This isn't about the super capacitors. This isn't about acquiring talented research scientists. It is all about the battery cell manufacturing technology that Maxwell has successfully transferred from their super capacitor manufacturing. This manufacturing technology (note, no new battery cell chemistry breakthroughs are here at all) allows any lithium ion cell to significantly increase:
  • Energy density
  • Power output at high energy capacities
  • Longevity
And it can do all three of the above simultaneously while being significantly cheaper to manufacture. Here's the Maxwell paper that describes the results.

A lithium ion battery is simple in concept. You start with an aluminum sheet that acts as the cathode current collector. You create the cathode by mixing a bunch of elements together (nickle, magnesium, cobalt, etc.) along with a liquid solvent to form a slurry paste. You then compress this slurry onto the aluminum sheet through high pressure rollers. You then dry the new composite sheet in an oven and drive off the liquid solvent. You do this process again, this time with a copper sheet and your anode material (typically graphite with some silicon these days), and then you combine these two composite sheets together along with a polymer separator and you've got a battery cell (view this for a really quick overview).

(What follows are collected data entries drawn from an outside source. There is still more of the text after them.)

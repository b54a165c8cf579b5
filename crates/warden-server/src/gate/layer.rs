//! Tower layer running the [`Gatekeeper`] in front of every gRPC service.
//!
//! Tonic interceptors are synchronous, while the version check has to reach
//! the revocation store, so the pipeline runs as a tower service instead.

use std::future::Future;
use std::pin::Pin;
use std::sync::Arc;
use std::task::{Context, Poll};

use tonic::Status;
use tower::{Layer, Service};
use tracing::debug;

use super::Gatekeeper;

#[derive(Clone)]
pub struct AuthLayer {
    gate: Arc<Gatekeeper>,
}

impl AuthLayer {
    pub fn new(gate: Gatekeeper) -> Self {
        Self {
            gate: Arc::new(gate),
        }
    }
}

impl<S> Layer<S> for AuthLayer {
    type Service = AuthMiddleware<S>;

    fn layer(&self, inner: S) -> Self::Service {
        AuthMiddleware {
            inner,
            gate: Arc::clone(&self.gate),
        }
    }
}

#[derive(Clone)]
pub struct AuthMiddleware<S> {
    inner: S,
    gate: Arc<Gatekeeper>,
}

type BoxFuture<T, E> = Pin<Box<dyn Future<Output = Result<T, E>> + Send>>;

impl<S, ReqBody, ResBody> Service<http::Request<ReqBody>> for AuthMiddleware<S>
where
    S: Service<http::Request<ReqBody>, Response = http::Response<ResBody>>
        + Clone
        + Send
        + 'static,
    S::Future: Send + 'static,
    ReqBody: Send + 'static,
    ResBody: Default + Send + 'static,
{
    type Response = S::Response;
    type Error = S::Error;
    type Future = BoxFuture<Self::Response, Self::Error>;

    fn poll_ready(&mut self, cx: &mut Context<'_>) -> Poll<Result<(), Self::Error>> {
        self.inner.poll_ready(cx)
    }

    fn call(&mut self, mut req: http::Request<ReqBody>) -> Self::Future {
        // The clone is not guaranteed ready; keep the one that was polled.
        let clone = self.inner.clone();
        let mut inner = std::mem::replace(&mut self.inner, clone);
        let gate = Arc::clone(&self.gate);

        Box::pin(async move {
            let endpoint = req.uri().path().to_string();
            let headers = req.headers().clone();
            match gate.authorize(&endpoint, Some(&headers)).await {
                Ok(principal) => {
                    if let Some(principal) = principal {
                        req.extensions_mut().insert(principal);
                    }
                    inner.call(req).await
                }
                Err(err) => {
                    debug!(endpoint = %endpoint, error = %err, "Request rejected");
                    Ok(Status::from(err).into_http())
                }
            }
        })
    }
}
//! In-process revocation store for development and tests.

use std::collections::HashMap;

use async_trait::async_trait;
use tokio::sync::RwLock;
use warden_core::db::unix_timestamp;

use super::{RevocationError, RevocationStore, revoked_key, version_key};

/// Keeps revocations and versions in process memory.
///
/// Entries expire lazily: an expired revocation reads as absent and is
/// replaced on the next insert.
#[derive(Default)]
pub struct MemoryRevocationStore {
    /// Key -> expiry (unix seconds).
    revoked: RwLock<HashMap<String, i64>>,
    versions: RwLock<HashMap<String, i64>>,
}

impl MemoryRevocationStore {
    pub fn new() -> Self {
        Self::default()
    }

    /// Drop expired revocations. Returns how many were removed.
    pub async fn purge_expired(&self) -> usize {
        let now = unix_timestamp();
        let mut revoked = self.revoked.write().await;
        let before = revoked.len();
        revoked.retain(|_, expires_at| *expires_at > now);
        before - revoked.len()
    }
}

#[async_trait]
impl RevocationStore for MemoryRevocationStore {
    async fn revoke(&self, refresh_token: &str, ttl_secs: u64) -> Result<bool, RevocationError> {
        let now = unix_timestamp();
        let ttl = i64::try_from(ttl_secs.max(1)).unwrap_or(i64::MAX);
        let mut revoked = self.revoked.write().await;
        let key = revoked_key(refresh_token);
        if revoked.get(&key).is_some_and(|expires_at| *expires_at > now) {
            return Ok(false);
        }
        revoked.insert(key, now.saturating_add(ttl));
        Ok(true)
    }

    async fn is_revoked(&self, refresh_token: &str) -> Result<bool, RevocationError> {
        let now = unix_timestamp();
        Ok(self
            .revoked
            .read()
            .await
            .get(&revoked_key(refresh_token))
            .is_some_and(|expires_at| *expires_at > now))
    }

    async fn get_version(&self, user_id: &str) -> Result<i64, RevocationError> {
        Ok(self
            .versions
            .read()
            .await
            .get(&version_key(user_id))
            .copied()
            .unwrap_or(0))
    }

    async fn set_version(&self, user_id: &str, version: i64) -> Result<(), RevocationError> {
        self.versions
            .write()
            .await
            .entry(version_key(user_id))
            .and_modify(|current| *current = (*current).max(version))
            .or_insert(version);
        Ok(())
    }
}
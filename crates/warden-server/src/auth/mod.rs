//! Credential primitives for Warden.
//!
//! Provides JWT access/refresh token management and password hashing.

pub mod claims;
pub mod jwt;
pub mod password;

pub use claims::{AccessClaims, RefreshClaims};
pub use jwt::{JwtManager, TokenError};
pub use password::{PasswordError, hash_password, verify_decoy, verify_password};
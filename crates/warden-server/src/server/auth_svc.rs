//! AuthService gRPC implementation.

use std::sync::Arc;

use tonic::{Request, Response, Status};
use tracing::{debug, instrument};

use warden_proto::auth_service_server::AuthService;
use warden_proto::{
    CheckRequest, CheckResponse, LoginRequest, LoginResponse, LogoutRequest, LogoutResponse,
    RefreshTokensRequest, RefreshTokensResponse,
};

use crate::account::AccountService;
use crate::gate::extract_principal;
use crate::policy::PolicyEngine;

pub struct AuthServiceImpl {
    accounts: AccountService,
    policy: Arc<PolicyEngine>,
}

impl AuthServiceImpl {
    pub fn new(accounts: AccountService, policy: Arc<PolicyEngine>) -> Self {
        Self { accounts, policy }
    }
}

#[tonic::async_trait]
impl AuthService for AuthServiceImpl {
    #[instrument(skip(self, request), fields(rpc = "Login"))]
    async fn login(
        &self,
        request: Request<LoginRequest>,
    ) -> Result<Response<LoginResponse>, Status> {
        let req = request.into_inner();
        let pair = self.accounts.login(&req.username, &req.password).await?;

        Ok(Response::new(LoginResponse {
            access_token: pair.access_token,
            refresh_token: pair.refresh_token,
        }))
    }

    #[instrument(skip(self, request), fields(rpc = "RefreshTokens"))]
    async fn refresh_tokens(
        &self,
        request: Request<RefreshTokensRequest>,
    ) -> Result<Response<RefreshTokensResponse>, Status> {
        let req = request.into_inner();
        let pair = self.accounts.refresh_tokens(&req.refresh_token).await?;

        Ok(Response::new(RefreshTokensResponse {
            access_token: pair.access_token,
            refresh_token: pair.refresh_token,
        }))
    }

    #[instrument(skip(self, request), fields(rpc = "Logout"))]
    async fn logout(
        &self,
        request: Request<LogoutRequest>,
    ) -> Result<Response<LogoutResponse>, Status> {
        let req = request.into_inner();
        self.accounts.logout(&req.refresh_token).await?;
        Ok(Response::new(LogoutResponse {}))
    }

    #[instrument(skip(self, request), fields(rpc = "Check"))]
    async fn check(
        &self,
        request: Request<CheckRequest>,
    ) -> Result<Response<CheckResponse>, Status> {
        let role = extract_principal(&request)?.role;
        let endpoint = request.into_inner().endpoint;

        self.policy.check(&endpoint, role).await?;
        debug!(endpoint = %endpoint, %role, "Access granted");
        Ok(Response::new(CheckResponse {}))
    }
}
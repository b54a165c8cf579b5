//! gRPC server implementations for Warden.

pub mod auth_svc;
pub mod policy_svc;
pub mod status;
pub mod user_svc;

#[cfg(test)]
#[allow(clippy::panic, clippy::unwrap_used)]
mod policy_svc_tests;
#[cfg(test)]
pub(crate) mod test_helpers;

pub use auth_svc::AuthServiceImpl;
pub use policy_svc::RoleEndpointServiceImpl;
pub use user_svc::UserServiceImpl;
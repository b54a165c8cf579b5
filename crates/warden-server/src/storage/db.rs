//! SQLite database for the Warden server.

warden_core::define_database!(AuthDatabase, "Auth database migrations complete");
//! Queries for the endpoint policy table.

use std::collections::BTreeSet;

use warden_core::Role;
use warden_core::db::DatabaseError;

use super::db::AuthDatabase;
use super::models::{EndpointPermission, PolicyRow};

fn encode_roles(roles: &BTreeSet<Role>) -> Result<String, DatabaseError> {
    serde_json::to_string(roles).map_err(|e| DatabaseError::Query(e.to_string()))
}

impl TryFrom<PolicyRow> for EndpointPermission {
    type Error = DatabaseError;

    fn try_from(row: PolicyRow) -> Result<Self, Self::Error> {
        let allowed_roles = serde_json::from_str(&row.allowed_roles).map_err(|e| {
            DatabaseError::Decode(format!("allowed_roles of {}: {e}", row.endpoint))
        })?;
        Ok(Self {
            endpoint: row.endpoint,
            allowed_roles,
        })
    }
}

impl AuthDatabase {
    /// Load every endpoint permission.
    pub async fn list_policies(&self) -> Result<Vec<EndpointPermission>, DatabaseError> {
        let rows = sqlx::query_as::<_, PolicyRow>("SELECT * FROM policies ORDER BY endpoint")
            .fetch_all(self.pool())
            .await?;

        rows.into_iter().map(EndpointPermission::try_from).collect()
    }

    /// Insert a new endpoint permission.
    ///
    /// Fails with `UniqueViolation` if the endpoint already has one.
    pub async fn insert_policy(
        &self,
        endpoint: &str,
        roles: &BTreeSet<Role>,
    ) -> Result<(), DatabaseError> {
        sqlx::query("INSERT INTO policies (endpoint, allowed_roles) VALUES (?, ?)")
            .bind(endpoint)
            .bind(encode_roles(roles)?)
            .execute(self.pool())
            .await?;
        Ok(())
    }

    /// Replace the allowed roles of an existing endpoint.
    pub async fn update_policy(
        &self,
        endpoint: &str,
        roles: &BTreeSet<Role>,
    ) -> Result<(), DatabaseError> {
        let result = sqlx::query("UPDATE policies SET allowed_roles = ? WHERE endpoint = ?")
            .bind(encode_roles(roles)?)
            .bind(endpoint)
            .execute(self.pool())
            .await?;

        if result.rows_affected() == 0 {
            return Err(DatabaseError::NotFound(format!("Endpoint {endpoint}")));
        }
        Ok(())
    }

    /// Remove an endpoint permission.
    pub async fn delete_policy(&self, endpoint: &str) -> Result<(), DatabaseError> {
        let result = sqlx::query("DELETE FROM policies WHERE endpoint = ?")
            .bind(endpoint)
            .execute(self.pool())
            .await?;

        if result.rows_affected() == 0 {
            return Err(DatabaseError::NotFound(format!("Endpoint {endpoint}")));
        }
        Ok(())
    }
}
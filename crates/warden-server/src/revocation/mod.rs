//! Refresh-token revocation and per-user token versions.
//!
//! The store is a key/TTL cache. A revoked refresh token is recorded under
//! the SHA-256 of its text for the rest of its natural lifetime; a user's
//! token version is a plain counter with no expiry. Access tokens are never
//! revoked individually: bumping the version supersedes all of them.

mod memory;
mod redis_store;

use async_trait::async_trait;

use crate::auth::JwtManager;

pub use self::memory::MemoryRevocationStore;
pub use self::redis_store::RedisRevocationStore;

const KEY_PREFIX: &str = "warden";

#[derive(Debug, thiserror::Error)]
pub enum RevocationError {
    #[error("Revocation store error: {0}")]
    Backend(String),
}

/// Cache-backed revocation state.
///
/// Every call is an I/O boundary and may suspend.
#[async_trait]
pub trait RevocationStore: Send + Sync {
    /// Record `refresh_token` as revoked for `ttl_secs` seconds.
    ///
    /// Returns `false` if the token was already revoked. The check and the
    /// insert are a single atomic step, which is what makes refresh tokens
    /// single-use under concurrent rotation.
    async fn revoke(&self, refresh_token: &str, ttl_secs: u64) -> Result<bool, RevocationError>;

    /// Whether `refresh_token` is revoked. A missing entry is `Ok(false)`.
    async fn is_revoked(&self, refresh_token: &str) -> Result<bool, RevocationError>;

    /// Current token version of a user; `0` when none was ever stored.
    async fn get_version(&self, user_id: &str) -> Result<i64, RevocationError>;

    /// Raise a user's token version to `version`. A lower value than the one
    /// stored is ignored, so syncs landing out of order never move it back.
    async fn set_version(&self, user_id: &str, version: i64) -> Result<(), RevocationError>;
}

pub(crate) fn revoked_key(refresh_token: &str) -> String {
    format!("{KEY_PREFIX}:revoked:{}", JwtManager::hash_token(refresh_token))
}

pub(crate) fn version_key(user_id: &str) -> String {
    format!("{KEY_PREFIX}:version:{user_id}")
}
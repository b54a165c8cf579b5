//! Account and audit queries.
//!
//! Every function takes a bare connection so the account service can run
//! fetch, mutate and audit steps against the same open transaction
//! (`&mut *tx`). Pool-level helpers on [`AuthDatabase`] cover reads that are
//! not part of a transaction.

use sqlx::SqliteConnection;
use warden_core::db::{DatabaseError, unix_timestamp};

use super::db::AuthDatabase;
use super::models::{AuditLogEntry, NewUserParams, User, UserChanges};

/// Insert a new account with version 0.
pub async fn insert_user(
    conn: &mut SqliteConnection,
    params: &NewUserParams<'_>,
) -> Result<User, DatabaseError> {
    let now = unix_timestamp();

    sqlx::query(
        "INSERT INTO users (id, name, email, password, role, version, created_at) VALUES (?, ?, ?, ?, ?, 0, ?)",
    )
    .bind(params.id)
    .bind(params.name)
    .bind(params.email)
    .bind(params.password_hash)
    .bind(params.role.as_str())
    .bind(now)
    .execute(&mut *conn)
    .await?;

    get_user(conn, params.id).await
}

/// Get an account by ID.
pub async fn get_user(conn: &mut SqliteConnection, id: &str) -> Result<User, DatabaseError> {
    sqlx::query_as::<_, User>("SELECT * FROM users WHERE id = ?")
        .bind(id)
        .fetch_optional(conn)
        .await?
        .ok_or_else(|| DatabaseError::NotFound(format!("User {id}")))
}

/// Get an account by its unique name.
pub async fn get_user_by_name(
    conn: &mut SqliteConnection,
    name: &str,
) -> Result<User, DatabaseError> {
    sqlx::query_as::<_, User>("SELECT * FROM users WHERE name = ?")
        .bind(name)
        .fetch_optional(conn)
        .await?
        .ok_or_else(|| DatabaseError::NotFound(format!("User with name {name}")))
}

/// Apply a sparse update and return the updated row.
pub async fn update_user(
    conn: &mut SqliteConnection,
    id: &str,
    changes: &UserChanges<'_>,
) -> Result<User, DatabaseError> {
    let now = unix_timestamp();

    let result = sqlx::query(
        "UPDATE users SET \
            name = COALESCE(?, name), \
            email = COALESCE(?, email), \
            password = COALESCE(?, password), \
            role = COALESCE(?, role), \
            version = version + ?, \
            updated_at = ? \
         WHERE id = ?",
    )
    .bind(changes.name)
    .bind(changes.email)
    .bind(changes.password_hash)
    .bind(changes.role.map(warden_core::Role::as_str))
    .bind(i64::from(changes.bump_version))
    .bind(now)
    .bind(id)
    .execute(&mut *conn)
    .await?;

    if result.rows_affected() == 0 {
        return Err(DatabaseError::NotFound(format!("User {id}")));
    }

    get_user(conn, id).await
}

/// Delete an account. Returns `NotFound` if no row was removed.
pub async fn delete_user(conn: &mut SqliteConnection, id: &str) -> Result<(), DatabaseError> {
    let result = sqlx::query("DELETE FROM users WHERE id = ?")
        .bind(id)
        .execute(conn)
        .await?;

    if result.rows_affected() == 0 {
        return Err(DatabaseError::NotFound(format!("User {id}")));
    }
    Ok(())
}

/// Append one line to the audit trail.
pub async fn append_audit_log(conn: &mut SqliteConnection, log: &str) -> Result<(), DatabaseError> {
    sqlx::query("INSERT INTO transaction_log (log, timestamp) VALUES (?, ?)")
        .bind(log)
        .bind(unix_timestamp())
        .execute(conn)
        .await?;
    Ok(())
}

impl AuthDatabase {
    /// Look up an account by name outside of any transaction.
    pub async fn get_user_by_name(&self, name: &str) -> Result<User, DatabaseError> {
        let mut conn = self.pool().acquire().await?;
        get_user_by_name(&mut conn, name).await
    }

    /// Look up an account by ID outside of any transaction.
    pub async fn get_user(&self, id: &str) -> Result<User, DatabaseError> {
        let mut conn = self.pool().acquire().await?;
        get_user(&mut conn, id).await
    }

    /// Most recent audit entries, newest first.
    pub async fn recent_audit_log(&self, limit: u32) -> Result<Vec<AuditLogEntry>, DatabaseError> {
        let entries = sqlx::query_as::<_, AuditLogEntry>(
            "SELECT * FROM transaction_log ORDER BY id DESC LIMIT ?",
        )
        .bind(limit)
        .fetch_all(self.pool())
        .await?;

        Ok(entries)
    }
}
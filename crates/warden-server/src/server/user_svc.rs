//! UserService gRPC implementation.

use tonic::{Request, Response, Status};
use tracing::instrument;
use warden_core::Role;

use warden_proto::user_service_server::UserService;
use warden_proto::{
    CreateUserRequest, CreateUserResponse, DeleteUserRequest, DeleteUserResponse,
    GetUserRequest, GetUserResponse, RevokeSessionsRequest, RevokeSessionsResponse,
    UpdateUserRequest, UpdateUserResponse,
};

use super::status::{role_from_proto, user_to_proto};
use crate::account::{AccountService, AccountUpdate, NewAccount};
use crate::gate::extract_principal;

pub struct UserServiceImpl {
    accounts: AccountService,
}

impl UserServiceImpl {
    pub const fn new(accounts: AccountService) -> Self {
        Self { accounts }
    }
}

#[tonic::async_trait]
impl UserService for UserServiceImpl {
    #[instrument(skip(self, request), fields(rpc = "CreateUser"))]
    async fn create_user(
        &self,
        request: Request<CreateUserRequest>,
    ) -> Result<Response<CreateUserResponse>, Status> {
        let actor = extract_principal(&request)?.clone();
        let req = request.into_inner();

        // An unset role creates a regular user.
        let role = if req.role == warden_proto::Role::Unspecified as i32 {
            Role::User
        } else {
            role_from_proto(req.role)?
        };

        let user = self
            .accounts
            .create_user(
                &actor,
                NewAccount {
                    name: req.name,
                    email: req.email,
                    password: req.password,
                    password_confirm: req.password_confirm,
                    role,
                },
            )
            .await?;

        Ok(Response::new(CreateUserResponse {
            user: Some(user_to_proto(user)),
        }))
    }

    #[instrument(skip(self, request), fields(rpc = "GetUser"))]
    async fn get_user(
        &self,
        request: Request<GetUserRequest>,
    ) -> Result<Response<GetUserResponse>, Status> {
        let actor = extract_principal(&request)?.clone();
        let req = request.into_inner();

        let user = self.accounts.get_user(&actor, &req.id).await?;

        Ok(Response::new(GetUserResponse {
            user: Some(user_to_proto(user)),
        }))
    }

    #[instrument(skip(self, request), fields(rpc = "UpdateUser"))]
    async fn update_user(
        &self,
        request: Request<UpdateUserRequest>,
    ) -> Result<Response<UpdateUserResponse>, Status> {
        let actor = extract_principal(&request)?.clone();
        let req = request.into_inner();

        let update = AccountUpdate {
            name: req.name,
            email: req.email,
            password: req.password,
            role: req.role.map(role_from_proto).transpose()?,
        };
        let user = self.accounts.update_user(&actor, &req.id, update).await?;

        Ok(Response::new(UpdateUserResponse {
            user: Some(user_to_proto(user)),
        }))
    }

    #[instrument(skip(self, request), fields(rpc = "DeleteUser"))]
    async fn delete_user(
        &self,
        request: Request<DeleteUserRequest>,
    ) -> Result<Response<DeleteUserResponse>, Status> {
        let actor = extract_principal(&request)?.clone();
        let req = request.into_inner();

        self.accounts.delete_user(&actor, &req.id).await?;
        Ok(Response::new(DeleteUserResponse {}))
    }

    #[instrument(skip(self, request), fields(rpc = "RevokeSessions"))]
    async fn revoke_sessions(
        &self,
        request: Request<RevokeSessionsRequest>,
    ) -> Result<Response<RevokeSessionsResponse>, Status> {
        let actor = extract_principal(&request)?.clone();
        let req = request.into_inner();

        let version = self.accounts.revoke_sessions(&actor, &req.id).await?;
        Ok(Response::new(RevokeSessionsResponse { version }))
    }
}
//! Endpoint access policy engine.
//!
//! Holds the endpoint -> allowed roles table in memory behind a read/write
//! lock. `check` takes the read lock only. Mutations authorize themselves
//! against their own management endpoint, write through to the store, and
//! only then take the write lock to update the cache, so the cache lock is
//! never held across store I/O. Writers serialize on a separate mutex that
//! spans both steps; readers never touch it.
//!
//! Absence of an entry is a denial. The management endpoints therefore have
//! to be present in the policy table before anyone can add an entry; the
//! initial migration seeds them for the `ADMIN` role.

use std::collections::{BTreeSet, HashMap};

use tokio::sync::{Mutex, RwLock};
use tracing::{debug, info, warn};
use warden_core::Role;
use warden_core::db::DatabaseError;
use warden_proto::methods::{
    METHOD_ADD_ROLE_ENDPOINT, METHOD_DELETE_ROLE_ENDPOINT, METHOD_UPDATE_ROLE_ENDPOINT,
};

use crate::storage::{AuthDatabase, EndpointPermission};

#[derive(Debug, thiserror::Error)]
pub enum PolicyError {
    #[error("Endpoint not found: {0}")]
    EndpointNotFound(String),

    #[error("Role {role} may not call {endpoint}")]
    AccessDenied { endpoint: String, role: Role },

    #[error("Endpoint already has a policy: {0}")]
    EndpointExists(String),

    #[error("Invalid policy: {0}")]
    InvalidPermission(String),

    #[error("Policy storage error: {0}")]
    Storage(#[from] DatabaseError),
}

pub struct PolicyEngine {
    db: AuthDatabase,
    endpoints: RwLock<HashMap<String, BTreeSet<Role>>>,
    /// Held by writers from the store write until the cache reflects it.
    writes: Mutex<()>,
}

impl PolicyEngine {
    /// Create an engine and eagerly load the policy table.
    pub async fn load(db: AuthDatabase) -> Result<Self, PolicyError> {
        let engine = Self {
            db,
            endpoints: RwLock::new(HashMap::new()),
            writes: Mutex::new(()),
        };
        engine.reload().await?;
        Ok(engine)
    }

    /// Replace the cache with the current contents of the store.
    pub async fn reload(&self) -> Result<usize, PolicyError> {
        let _writer = self.writes.lock().await;
        let fresh: HashMap<_, _> = self
            .db
            .list_policies()
            .await?
            .into_iter()
            .map(|p| (p.endpoint, p.allowed_roles))
            .collect();
        let count = fresh.len();
        *self.endpoints.write().await = fresh;
        info!(endpoints = count, "Policy cache loaded");
        Ok(count)
    }

    /// Decide whether `role` may call `endpoint`.
    pub async fn check(&self, endpoint: &str, role: Role) -> Result<(), PolicyError> {
        let endpoints = self.endpoints.read().await;
        let Some(allowed) = endpoints.get(endpoint) else {
            debug!(endpoint, "No policy for endpoint");
            return Err(PolicyError::EndpointNotFound(endpoint.to_string()));
        };
        if !allowed.contains(&role) {
            debug!(endpoint, %role, "Role not permitted");
            return Err(PolicyError::AccessDenied {
                endpoint: endpoint.to_string(),
                role,
            });
        }
        Ok(())
    }

    /// Add a policy for an endpoint that has none yet.
    pub async fn add_endpoint(
        &self,
        caller: Role,
        endpoint: &str,
        roles: BTreeSet<Role>,
    ) -> Result<(), PolicyError> {
        self.check(METHOD_ADD_ROLE_ENDPOINT, caller).await?;
        validate(endpoint, &roles)?;

        let _writer = self.writes.lock().await;
        self.db
            .insert_policy(endpoint, &roles)
            .await
            .map_err(|e| match e {
                DatabaseError::UniqueViolation { .. } => {
                    PolicyError::EndpointExists(endpoint.to_string())
                }
                other => other.into(),
            })?;

        self.endpoints
            .write()
            .await
            .insert(endpoint.to_string(), roles);
        info!(endpoint, "Endpoint policy added");
        Ok(())
    }

    /// Replace the allowed roles of an existing endpoint.
    pub async fn update_endpoint(
        &self,
        caller: Role,
        endpoint: &str,
        roles: BTreeSet<Role>,
    ) -> Result<(), PolicyError> {
        self.check(METHOD_UPDATE_ROLE_ENDPOINT, caller).await?;
        validate(endpoint, &roles)?;

        let _writer = self.writes.lock().await;
        self.db
            .update_policy(endpoint, &roles)
            .await
            .map_err(|e| not_found_or(endpoint, e))?;

        self.endpoints
            .write()
            .await
            .insert(endpoint.to_string(), roles);
        info!(endpoint, "Endpoint policy updated");
        Ok(())
    }

    /// Remove an endpoint's policy, making it unreachable.
    pub async fn delete_endpoint(&self, caller: Role, endpoint: &str) -> Result<(), PolicyError> {
        self.check(METHOD_DELETE_ROLE_ENDPOINT, caller).await?;

        let _writer = self.writes.lock().await;
        self.db
            .delete_policy(endpoint)
            .await
            .map_err(|e| not_found_or(endpoint, e))?;

        if self.endpoints.write().await.remove(endpoint).is_none() {
            warn!(endpoint, "Deleted endpoint was missing from the policy cache");
        }
        info!(endpoint, "Endpoint policy deleted");
        Ok(())
    }

    /// Snapshot of the cached policy table, sorted by endpoint.
    pub async fn endpoints(&self) -> Vec<EndpointPermission> {
        let mut list: Vec<_> = self
            .endpoints
            .read()
            .await
            .iter()
            .map(|(endpoint, roles)| EndpointPermission {
                endpoint: endpoint.clone(),
                allowed_roles: roles.clone(),
            })
            .collect();
        list.sort_by(|a, b| a.endpoint.cmp(&b.endpoint));
        list
    }
}

fn validate(endpoint: &str, roles: &BTreeSet<Role>) -> Result<(), PolicyError> {
    if endpoint.trim().is_empty() {
        return Err(PolicyError::InvalidPermission("endpoint is empty".into()));
    }
    if roles.is_empty() {
        return Err(PolicyError::InvalidPermission(format!(
            "{endpoint} must allow at least one role"
        )));
    }
    Ok(())
}

fn not_found_or(endpoint: &str, e: DatabaseError) -> PolicyError {
    match e {
        DatabaseError::NotFound(_) => PolicyError::EndpointNotFound(endpoint.to_string()),
        other => other.into(),
    }
}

The liquid solvent adds challenges in that it interacts with the cathode and anode chemistries in undesirable ways. And it is expensive since you have to heat the composite in giant ovens and recover the driven off solvent vapor (can't vent into the air!).

What Maxwell claims to have is a process to mix and bond the cathode and anode ingredients WITHOUT needing a wet solvent. They use some kind of proprietary polymer binder and a dry process. So the end result is a better performing cell, in every which way possible (energy density, power density and longevity), AND it reduces manufacturing cost since you don't need high energy drying ovens and solvent recapture systems.

So, what's this mean? I think this means Tesla got a bargain for $200M in stock. Gotta scoot, more later.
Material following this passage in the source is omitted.